DATA IN THIS EXERCISE:
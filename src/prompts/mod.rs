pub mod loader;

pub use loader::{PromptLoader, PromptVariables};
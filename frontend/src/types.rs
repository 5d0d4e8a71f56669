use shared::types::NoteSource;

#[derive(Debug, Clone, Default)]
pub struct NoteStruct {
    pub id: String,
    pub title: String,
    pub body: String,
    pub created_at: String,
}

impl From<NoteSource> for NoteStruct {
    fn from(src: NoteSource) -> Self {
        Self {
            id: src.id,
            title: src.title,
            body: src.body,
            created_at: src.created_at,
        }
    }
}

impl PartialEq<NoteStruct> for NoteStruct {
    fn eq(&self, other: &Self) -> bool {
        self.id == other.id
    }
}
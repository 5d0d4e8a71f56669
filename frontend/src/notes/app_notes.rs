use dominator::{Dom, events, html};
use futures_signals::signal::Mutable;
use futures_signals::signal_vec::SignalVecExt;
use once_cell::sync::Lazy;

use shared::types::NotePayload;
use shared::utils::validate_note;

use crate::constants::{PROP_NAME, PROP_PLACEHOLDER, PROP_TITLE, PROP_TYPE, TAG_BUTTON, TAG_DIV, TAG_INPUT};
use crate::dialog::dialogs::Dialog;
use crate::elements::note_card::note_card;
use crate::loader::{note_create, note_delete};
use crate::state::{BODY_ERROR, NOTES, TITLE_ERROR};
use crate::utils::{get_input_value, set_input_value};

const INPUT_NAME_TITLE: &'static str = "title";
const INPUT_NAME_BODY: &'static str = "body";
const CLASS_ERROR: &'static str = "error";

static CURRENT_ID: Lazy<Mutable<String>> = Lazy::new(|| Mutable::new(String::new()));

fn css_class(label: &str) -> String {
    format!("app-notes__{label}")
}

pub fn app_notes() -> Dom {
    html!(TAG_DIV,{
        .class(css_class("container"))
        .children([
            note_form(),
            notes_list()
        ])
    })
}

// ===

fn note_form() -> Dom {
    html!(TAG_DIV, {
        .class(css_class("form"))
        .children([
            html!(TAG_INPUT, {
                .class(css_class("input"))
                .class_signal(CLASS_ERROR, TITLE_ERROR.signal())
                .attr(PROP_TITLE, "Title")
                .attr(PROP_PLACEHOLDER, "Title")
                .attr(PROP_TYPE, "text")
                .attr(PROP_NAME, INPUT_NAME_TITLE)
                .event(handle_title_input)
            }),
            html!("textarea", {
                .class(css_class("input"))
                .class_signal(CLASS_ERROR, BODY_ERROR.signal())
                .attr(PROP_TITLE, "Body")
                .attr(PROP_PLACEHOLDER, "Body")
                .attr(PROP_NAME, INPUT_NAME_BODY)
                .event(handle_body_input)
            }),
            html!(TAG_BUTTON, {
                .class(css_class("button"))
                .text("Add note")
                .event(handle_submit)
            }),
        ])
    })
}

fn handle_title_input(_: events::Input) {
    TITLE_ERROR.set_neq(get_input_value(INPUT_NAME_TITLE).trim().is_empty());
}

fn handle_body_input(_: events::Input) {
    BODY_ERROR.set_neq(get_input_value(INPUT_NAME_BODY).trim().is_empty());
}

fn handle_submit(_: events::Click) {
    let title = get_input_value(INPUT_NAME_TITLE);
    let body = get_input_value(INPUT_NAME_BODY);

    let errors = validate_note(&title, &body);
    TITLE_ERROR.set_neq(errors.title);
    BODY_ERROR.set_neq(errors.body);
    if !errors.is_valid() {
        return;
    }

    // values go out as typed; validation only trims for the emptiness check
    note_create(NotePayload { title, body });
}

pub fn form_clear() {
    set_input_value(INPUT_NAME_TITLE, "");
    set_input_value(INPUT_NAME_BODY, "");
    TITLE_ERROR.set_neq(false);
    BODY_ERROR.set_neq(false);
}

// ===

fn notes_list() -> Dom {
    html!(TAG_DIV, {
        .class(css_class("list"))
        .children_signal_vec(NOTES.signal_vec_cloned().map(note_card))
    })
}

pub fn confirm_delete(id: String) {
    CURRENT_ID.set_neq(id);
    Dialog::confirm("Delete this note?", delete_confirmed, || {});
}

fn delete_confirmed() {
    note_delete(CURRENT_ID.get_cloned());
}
---
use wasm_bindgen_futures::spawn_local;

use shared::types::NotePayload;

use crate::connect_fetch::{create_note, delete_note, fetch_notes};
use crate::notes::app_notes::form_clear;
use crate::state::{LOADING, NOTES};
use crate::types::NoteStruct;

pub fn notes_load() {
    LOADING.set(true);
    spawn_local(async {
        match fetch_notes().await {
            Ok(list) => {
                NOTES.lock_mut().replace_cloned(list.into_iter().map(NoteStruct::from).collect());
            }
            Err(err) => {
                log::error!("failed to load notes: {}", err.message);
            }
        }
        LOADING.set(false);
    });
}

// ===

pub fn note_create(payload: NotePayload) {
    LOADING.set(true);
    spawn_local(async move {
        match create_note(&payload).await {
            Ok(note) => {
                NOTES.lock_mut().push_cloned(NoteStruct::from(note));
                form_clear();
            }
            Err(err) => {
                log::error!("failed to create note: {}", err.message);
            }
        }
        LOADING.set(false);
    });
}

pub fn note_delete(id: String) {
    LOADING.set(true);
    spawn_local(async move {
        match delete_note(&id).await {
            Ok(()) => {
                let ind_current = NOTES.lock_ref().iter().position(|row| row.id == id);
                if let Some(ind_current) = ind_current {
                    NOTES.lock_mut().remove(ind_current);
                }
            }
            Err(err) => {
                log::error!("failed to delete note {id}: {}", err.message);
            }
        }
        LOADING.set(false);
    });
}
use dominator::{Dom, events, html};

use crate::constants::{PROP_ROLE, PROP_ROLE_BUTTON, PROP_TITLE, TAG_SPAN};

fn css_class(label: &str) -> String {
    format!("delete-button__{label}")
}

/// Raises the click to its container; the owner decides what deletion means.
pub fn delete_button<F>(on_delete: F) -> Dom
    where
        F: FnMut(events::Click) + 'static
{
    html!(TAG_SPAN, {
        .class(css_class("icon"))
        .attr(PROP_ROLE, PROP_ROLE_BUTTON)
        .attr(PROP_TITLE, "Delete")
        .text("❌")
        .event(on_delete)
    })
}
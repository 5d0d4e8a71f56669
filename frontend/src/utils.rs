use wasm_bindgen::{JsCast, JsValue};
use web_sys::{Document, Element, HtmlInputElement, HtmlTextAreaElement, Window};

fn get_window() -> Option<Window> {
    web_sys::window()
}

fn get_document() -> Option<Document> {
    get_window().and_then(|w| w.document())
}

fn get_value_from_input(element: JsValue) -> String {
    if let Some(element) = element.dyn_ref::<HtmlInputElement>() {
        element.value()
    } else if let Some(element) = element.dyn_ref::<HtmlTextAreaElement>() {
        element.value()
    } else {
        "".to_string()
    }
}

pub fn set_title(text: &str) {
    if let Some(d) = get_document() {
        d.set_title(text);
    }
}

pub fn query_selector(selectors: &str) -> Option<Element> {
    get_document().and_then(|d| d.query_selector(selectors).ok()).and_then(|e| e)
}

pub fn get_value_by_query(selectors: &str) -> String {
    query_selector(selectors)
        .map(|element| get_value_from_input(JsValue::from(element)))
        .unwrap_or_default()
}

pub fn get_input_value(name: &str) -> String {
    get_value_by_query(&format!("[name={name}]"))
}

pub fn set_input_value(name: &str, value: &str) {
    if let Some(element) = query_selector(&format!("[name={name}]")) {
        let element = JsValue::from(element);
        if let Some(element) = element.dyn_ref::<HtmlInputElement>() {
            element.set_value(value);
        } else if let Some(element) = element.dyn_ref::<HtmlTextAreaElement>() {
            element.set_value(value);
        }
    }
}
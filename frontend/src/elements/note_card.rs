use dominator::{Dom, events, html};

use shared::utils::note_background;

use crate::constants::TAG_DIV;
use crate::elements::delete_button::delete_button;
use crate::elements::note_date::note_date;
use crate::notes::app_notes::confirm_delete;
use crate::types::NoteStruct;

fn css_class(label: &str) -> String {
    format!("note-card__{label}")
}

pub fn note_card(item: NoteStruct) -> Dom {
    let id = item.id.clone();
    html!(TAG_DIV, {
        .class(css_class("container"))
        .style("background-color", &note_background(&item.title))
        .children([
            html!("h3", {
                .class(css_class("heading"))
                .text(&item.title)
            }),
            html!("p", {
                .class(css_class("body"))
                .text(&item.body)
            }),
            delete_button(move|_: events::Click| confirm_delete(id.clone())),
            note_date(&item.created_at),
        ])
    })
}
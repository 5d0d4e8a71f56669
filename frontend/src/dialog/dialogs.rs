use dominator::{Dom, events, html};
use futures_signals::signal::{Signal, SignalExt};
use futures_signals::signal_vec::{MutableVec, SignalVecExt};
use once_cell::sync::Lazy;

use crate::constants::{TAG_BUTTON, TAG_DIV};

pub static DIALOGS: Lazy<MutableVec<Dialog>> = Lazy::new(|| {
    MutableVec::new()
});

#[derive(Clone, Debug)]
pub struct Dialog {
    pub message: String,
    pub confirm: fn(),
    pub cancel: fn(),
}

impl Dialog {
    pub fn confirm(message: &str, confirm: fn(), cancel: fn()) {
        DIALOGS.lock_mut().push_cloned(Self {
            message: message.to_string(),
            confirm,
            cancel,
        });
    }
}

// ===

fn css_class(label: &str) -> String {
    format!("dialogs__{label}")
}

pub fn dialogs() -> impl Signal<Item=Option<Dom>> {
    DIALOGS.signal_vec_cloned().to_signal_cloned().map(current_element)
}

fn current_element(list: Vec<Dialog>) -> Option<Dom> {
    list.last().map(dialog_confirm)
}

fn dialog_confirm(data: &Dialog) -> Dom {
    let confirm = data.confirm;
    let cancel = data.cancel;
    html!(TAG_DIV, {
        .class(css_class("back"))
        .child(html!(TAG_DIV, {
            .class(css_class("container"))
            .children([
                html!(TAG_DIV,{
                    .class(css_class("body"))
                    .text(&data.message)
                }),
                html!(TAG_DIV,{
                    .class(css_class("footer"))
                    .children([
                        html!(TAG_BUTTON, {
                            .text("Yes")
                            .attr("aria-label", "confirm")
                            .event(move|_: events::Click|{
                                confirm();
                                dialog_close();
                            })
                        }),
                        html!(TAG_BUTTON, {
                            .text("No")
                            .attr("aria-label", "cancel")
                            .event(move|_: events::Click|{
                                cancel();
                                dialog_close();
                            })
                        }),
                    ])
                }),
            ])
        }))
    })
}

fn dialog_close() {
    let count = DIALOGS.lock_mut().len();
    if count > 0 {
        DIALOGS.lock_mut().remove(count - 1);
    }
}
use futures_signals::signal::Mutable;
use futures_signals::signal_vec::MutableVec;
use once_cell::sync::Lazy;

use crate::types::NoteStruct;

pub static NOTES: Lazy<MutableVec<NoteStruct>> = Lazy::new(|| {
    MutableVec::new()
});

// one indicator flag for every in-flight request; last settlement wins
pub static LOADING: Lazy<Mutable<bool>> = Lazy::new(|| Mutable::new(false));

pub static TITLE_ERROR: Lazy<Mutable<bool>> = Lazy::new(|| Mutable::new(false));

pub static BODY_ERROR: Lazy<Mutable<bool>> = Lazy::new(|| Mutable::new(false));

PROBLEM STATEMENT: Using the records above, write out exactly the lines between the one holding "filename frontend/src/notes/app_notes.rs" and the one holding "use shared::utils::validate_note;", inclusive; leave everything else out.

EXERCISE RESPONSE:
filename frontend/src/notes/app_notes.rs
use dominator::{Dom, events, html};
use futures_signals::signal::Mutable;
use futures_signals::signal_vec::SignalVecExt;
use once_cell::sync::Lazy;

use shared::types::NotePayload;
use shared::utils::validate_note;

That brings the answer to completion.